- The problem:
For the string "skills", find every matching line in the records and copy it.

Collected data entries
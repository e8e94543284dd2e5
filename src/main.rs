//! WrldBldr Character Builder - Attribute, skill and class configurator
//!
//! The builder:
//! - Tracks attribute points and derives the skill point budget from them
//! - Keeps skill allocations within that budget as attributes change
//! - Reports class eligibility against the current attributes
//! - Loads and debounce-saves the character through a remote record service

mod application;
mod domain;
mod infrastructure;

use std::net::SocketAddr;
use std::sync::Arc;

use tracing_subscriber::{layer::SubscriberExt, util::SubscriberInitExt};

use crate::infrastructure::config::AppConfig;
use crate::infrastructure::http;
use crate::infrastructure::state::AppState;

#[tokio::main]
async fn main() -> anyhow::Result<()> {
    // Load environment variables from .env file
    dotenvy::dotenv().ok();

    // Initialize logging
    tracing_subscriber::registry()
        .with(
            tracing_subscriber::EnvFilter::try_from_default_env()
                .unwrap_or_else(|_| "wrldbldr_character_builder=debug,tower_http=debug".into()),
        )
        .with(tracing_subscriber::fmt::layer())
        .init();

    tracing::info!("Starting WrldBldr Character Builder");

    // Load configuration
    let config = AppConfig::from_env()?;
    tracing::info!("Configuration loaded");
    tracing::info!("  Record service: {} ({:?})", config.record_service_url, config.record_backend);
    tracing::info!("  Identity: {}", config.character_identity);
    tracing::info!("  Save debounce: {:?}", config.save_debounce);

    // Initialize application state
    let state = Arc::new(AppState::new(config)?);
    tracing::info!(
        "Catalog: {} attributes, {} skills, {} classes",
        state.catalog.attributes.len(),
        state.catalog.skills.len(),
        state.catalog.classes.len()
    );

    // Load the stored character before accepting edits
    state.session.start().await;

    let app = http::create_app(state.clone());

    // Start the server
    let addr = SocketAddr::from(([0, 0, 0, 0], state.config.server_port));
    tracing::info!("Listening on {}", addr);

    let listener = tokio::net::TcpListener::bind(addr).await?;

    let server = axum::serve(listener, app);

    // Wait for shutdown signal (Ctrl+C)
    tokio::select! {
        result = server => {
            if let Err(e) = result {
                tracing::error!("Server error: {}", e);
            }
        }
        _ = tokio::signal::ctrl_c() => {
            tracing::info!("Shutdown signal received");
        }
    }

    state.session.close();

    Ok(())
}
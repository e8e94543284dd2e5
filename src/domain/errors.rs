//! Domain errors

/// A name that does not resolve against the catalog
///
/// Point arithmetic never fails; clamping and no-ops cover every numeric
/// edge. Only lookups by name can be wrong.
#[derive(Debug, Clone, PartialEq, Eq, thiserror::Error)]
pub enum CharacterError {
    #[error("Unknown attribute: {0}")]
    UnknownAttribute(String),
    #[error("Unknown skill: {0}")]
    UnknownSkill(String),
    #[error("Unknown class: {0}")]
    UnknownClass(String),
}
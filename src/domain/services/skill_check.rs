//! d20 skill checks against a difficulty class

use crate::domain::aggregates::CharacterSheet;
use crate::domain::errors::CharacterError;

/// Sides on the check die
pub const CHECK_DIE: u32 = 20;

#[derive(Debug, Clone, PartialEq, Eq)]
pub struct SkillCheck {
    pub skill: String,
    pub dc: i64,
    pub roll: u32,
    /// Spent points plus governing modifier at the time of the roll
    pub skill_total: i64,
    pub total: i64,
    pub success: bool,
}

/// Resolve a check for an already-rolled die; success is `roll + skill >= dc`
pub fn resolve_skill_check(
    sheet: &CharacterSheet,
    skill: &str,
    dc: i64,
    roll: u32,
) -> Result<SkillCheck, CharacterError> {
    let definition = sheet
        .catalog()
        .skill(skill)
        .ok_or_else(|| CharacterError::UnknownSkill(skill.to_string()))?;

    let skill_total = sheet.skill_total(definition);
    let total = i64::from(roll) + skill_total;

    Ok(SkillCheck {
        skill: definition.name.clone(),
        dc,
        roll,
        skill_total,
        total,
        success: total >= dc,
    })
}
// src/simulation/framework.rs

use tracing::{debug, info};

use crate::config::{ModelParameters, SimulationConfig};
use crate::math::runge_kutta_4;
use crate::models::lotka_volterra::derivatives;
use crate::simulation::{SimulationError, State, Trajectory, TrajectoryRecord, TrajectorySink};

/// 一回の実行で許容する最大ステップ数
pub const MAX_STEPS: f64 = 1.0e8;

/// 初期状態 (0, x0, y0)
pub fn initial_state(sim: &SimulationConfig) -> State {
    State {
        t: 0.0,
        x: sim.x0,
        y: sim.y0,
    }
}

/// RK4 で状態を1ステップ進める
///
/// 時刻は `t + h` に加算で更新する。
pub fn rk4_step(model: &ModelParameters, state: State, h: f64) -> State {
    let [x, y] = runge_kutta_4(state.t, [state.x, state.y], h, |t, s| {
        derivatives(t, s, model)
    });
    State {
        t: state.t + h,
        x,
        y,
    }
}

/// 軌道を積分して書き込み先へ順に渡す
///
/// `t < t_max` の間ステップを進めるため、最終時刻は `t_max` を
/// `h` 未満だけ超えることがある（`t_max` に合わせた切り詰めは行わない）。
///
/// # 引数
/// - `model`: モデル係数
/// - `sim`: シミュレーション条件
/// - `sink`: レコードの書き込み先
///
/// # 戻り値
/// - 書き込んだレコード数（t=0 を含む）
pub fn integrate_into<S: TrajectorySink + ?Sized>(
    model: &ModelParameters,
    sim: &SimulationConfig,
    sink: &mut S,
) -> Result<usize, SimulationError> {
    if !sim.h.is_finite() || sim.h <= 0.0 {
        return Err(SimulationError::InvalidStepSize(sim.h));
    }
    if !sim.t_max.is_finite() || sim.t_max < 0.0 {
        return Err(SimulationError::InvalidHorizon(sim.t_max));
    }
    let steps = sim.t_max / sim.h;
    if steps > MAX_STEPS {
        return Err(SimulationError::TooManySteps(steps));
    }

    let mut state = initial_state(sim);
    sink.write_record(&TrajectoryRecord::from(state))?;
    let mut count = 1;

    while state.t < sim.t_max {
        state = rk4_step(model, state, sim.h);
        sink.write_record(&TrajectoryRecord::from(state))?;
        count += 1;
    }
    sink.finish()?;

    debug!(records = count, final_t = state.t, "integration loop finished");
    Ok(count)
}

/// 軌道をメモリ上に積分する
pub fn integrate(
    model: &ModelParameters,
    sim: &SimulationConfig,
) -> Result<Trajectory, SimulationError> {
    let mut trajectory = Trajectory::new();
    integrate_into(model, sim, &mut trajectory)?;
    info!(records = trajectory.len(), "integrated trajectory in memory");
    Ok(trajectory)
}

* * *

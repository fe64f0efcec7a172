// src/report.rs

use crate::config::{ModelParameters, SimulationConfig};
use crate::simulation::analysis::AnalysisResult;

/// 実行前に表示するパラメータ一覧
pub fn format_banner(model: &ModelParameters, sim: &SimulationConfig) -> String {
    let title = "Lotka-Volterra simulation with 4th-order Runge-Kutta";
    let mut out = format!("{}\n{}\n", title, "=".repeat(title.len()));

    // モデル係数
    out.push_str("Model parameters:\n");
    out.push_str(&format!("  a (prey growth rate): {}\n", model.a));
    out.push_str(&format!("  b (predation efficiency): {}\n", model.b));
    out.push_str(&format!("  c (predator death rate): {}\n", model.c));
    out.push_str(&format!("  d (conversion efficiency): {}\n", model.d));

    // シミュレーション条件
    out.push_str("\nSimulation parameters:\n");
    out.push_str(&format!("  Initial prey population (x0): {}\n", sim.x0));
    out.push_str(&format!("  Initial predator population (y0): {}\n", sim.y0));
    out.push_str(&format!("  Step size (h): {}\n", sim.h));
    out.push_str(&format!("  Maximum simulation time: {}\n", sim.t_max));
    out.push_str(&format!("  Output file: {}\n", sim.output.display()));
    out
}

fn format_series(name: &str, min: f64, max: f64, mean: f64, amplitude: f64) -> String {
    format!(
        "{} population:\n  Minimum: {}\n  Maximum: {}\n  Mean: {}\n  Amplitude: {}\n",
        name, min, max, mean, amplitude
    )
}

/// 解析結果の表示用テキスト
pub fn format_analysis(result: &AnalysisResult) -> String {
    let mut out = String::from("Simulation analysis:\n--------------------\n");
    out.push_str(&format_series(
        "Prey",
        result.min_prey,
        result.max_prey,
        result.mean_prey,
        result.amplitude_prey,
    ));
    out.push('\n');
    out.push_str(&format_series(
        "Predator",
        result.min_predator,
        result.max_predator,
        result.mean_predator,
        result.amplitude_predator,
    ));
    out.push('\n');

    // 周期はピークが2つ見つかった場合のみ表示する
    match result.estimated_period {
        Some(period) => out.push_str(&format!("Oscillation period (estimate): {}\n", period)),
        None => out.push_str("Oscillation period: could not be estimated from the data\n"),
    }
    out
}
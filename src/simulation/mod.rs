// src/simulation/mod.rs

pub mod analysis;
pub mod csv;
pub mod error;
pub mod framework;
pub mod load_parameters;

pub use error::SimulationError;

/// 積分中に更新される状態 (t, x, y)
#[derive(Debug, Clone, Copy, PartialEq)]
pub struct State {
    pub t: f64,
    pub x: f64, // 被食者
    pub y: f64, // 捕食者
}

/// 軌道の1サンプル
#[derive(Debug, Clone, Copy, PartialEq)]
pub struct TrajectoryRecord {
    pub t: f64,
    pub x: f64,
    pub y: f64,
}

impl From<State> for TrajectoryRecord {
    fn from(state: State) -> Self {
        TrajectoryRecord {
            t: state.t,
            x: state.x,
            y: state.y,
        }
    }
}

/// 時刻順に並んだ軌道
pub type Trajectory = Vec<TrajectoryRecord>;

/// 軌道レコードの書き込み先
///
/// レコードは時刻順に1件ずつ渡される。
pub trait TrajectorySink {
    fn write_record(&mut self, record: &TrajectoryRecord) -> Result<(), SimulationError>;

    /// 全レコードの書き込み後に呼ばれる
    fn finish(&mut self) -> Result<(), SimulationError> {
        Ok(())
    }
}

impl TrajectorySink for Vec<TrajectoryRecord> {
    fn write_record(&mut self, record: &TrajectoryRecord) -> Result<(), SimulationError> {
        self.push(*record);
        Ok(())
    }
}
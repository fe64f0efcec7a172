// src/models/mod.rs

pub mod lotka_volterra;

==

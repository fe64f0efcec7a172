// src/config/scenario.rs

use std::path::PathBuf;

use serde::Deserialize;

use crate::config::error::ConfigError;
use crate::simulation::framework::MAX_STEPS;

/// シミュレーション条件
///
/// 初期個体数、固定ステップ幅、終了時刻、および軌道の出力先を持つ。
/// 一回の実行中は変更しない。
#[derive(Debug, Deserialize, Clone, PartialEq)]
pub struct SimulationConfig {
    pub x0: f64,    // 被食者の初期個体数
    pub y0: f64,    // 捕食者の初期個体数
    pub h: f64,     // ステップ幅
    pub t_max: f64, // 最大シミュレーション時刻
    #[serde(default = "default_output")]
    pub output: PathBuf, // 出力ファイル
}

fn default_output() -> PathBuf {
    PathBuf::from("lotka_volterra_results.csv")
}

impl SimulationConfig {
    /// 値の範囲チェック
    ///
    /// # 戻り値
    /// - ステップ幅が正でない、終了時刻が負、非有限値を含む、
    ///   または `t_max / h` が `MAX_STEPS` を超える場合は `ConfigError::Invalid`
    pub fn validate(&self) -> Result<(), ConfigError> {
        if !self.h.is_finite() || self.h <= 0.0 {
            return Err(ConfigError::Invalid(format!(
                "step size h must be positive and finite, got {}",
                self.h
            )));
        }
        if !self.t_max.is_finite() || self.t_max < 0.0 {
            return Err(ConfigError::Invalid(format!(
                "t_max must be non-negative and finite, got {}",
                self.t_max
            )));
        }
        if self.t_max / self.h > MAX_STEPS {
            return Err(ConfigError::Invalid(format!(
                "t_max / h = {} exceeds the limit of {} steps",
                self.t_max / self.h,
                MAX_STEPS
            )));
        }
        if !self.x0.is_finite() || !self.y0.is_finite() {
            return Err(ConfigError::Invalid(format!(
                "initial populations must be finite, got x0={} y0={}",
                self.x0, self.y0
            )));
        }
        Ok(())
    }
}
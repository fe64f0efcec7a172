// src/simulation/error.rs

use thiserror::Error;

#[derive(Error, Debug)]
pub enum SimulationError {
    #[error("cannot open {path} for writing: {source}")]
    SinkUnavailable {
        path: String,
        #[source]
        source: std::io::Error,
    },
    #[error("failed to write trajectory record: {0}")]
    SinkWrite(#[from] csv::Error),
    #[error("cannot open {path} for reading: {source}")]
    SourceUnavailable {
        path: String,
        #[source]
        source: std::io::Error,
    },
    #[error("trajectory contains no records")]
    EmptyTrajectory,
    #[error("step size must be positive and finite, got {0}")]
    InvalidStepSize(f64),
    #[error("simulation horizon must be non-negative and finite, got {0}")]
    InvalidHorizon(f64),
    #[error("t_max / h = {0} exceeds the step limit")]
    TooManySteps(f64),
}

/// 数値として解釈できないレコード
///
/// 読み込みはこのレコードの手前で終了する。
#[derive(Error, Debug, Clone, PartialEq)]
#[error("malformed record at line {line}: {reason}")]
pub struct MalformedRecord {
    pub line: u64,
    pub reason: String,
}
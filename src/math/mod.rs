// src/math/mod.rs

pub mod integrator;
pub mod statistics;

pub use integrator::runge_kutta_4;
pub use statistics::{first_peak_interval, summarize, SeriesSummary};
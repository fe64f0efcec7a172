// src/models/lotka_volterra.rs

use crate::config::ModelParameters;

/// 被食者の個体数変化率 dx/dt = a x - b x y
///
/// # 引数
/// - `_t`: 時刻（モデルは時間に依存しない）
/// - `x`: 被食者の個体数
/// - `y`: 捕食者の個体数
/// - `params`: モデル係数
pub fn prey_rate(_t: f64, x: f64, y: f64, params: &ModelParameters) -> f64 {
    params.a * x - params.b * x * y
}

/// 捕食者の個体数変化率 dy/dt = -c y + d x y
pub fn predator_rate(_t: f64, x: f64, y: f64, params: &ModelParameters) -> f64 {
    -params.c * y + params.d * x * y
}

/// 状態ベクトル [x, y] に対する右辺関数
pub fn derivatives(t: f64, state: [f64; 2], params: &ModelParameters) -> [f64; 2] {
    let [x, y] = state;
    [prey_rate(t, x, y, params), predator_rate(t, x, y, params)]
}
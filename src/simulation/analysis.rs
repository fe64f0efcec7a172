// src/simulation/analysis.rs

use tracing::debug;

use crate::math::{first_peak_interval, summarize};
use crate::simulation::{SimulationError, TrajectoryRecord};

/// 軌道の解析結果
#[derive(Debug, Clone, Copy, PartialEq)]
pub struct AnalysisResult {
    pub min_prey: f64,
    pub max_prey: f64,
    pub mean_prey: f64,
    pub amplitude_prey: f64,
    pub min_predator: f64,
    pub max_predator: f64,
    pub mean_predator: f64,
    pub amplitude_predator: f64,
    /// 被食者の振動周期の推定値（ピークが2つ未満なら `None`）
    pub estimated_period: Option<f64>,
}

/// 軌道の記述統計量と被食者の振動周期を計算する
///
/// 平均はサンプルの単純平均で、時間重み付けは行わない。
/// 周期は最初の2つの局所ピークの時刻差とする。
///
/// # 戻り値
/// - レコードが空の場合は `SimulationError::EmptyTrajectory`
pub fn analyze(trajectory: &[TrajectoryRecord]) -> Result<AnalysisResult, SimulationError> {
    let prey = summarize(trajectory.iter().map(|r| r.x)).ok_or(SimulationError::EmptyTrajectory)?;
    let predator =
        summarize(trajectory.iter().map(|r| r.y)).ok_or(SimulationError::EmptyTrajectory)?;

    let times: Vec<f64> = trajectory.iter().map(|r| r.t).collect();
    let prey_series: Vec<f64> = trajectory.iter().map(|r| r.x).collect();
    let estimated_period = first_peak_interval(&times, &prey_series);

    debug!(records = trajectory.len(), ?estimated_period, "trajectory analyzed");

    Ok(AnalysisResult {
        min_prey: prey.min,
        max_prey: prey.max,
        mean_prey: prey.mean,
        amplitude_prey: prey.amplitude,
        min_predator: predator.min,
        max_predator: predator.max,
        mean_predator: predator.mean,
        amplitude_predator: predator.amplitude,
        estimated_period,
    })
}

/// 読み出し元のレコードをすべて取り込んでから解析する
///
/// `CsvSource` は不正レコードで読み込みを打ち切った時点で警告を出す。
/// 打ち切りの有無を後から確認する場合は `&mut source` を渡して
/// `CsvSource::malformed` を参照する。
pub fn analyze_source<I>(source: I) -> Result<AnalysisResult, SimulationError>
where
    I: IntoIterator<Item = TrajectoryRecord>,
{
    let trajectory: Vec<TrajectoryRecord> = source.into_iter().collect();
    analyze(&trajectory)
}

- Response to this exercise:
        "Catalog: {} attributes, {} skills, {} classes",
        state.catalog.skills.len(),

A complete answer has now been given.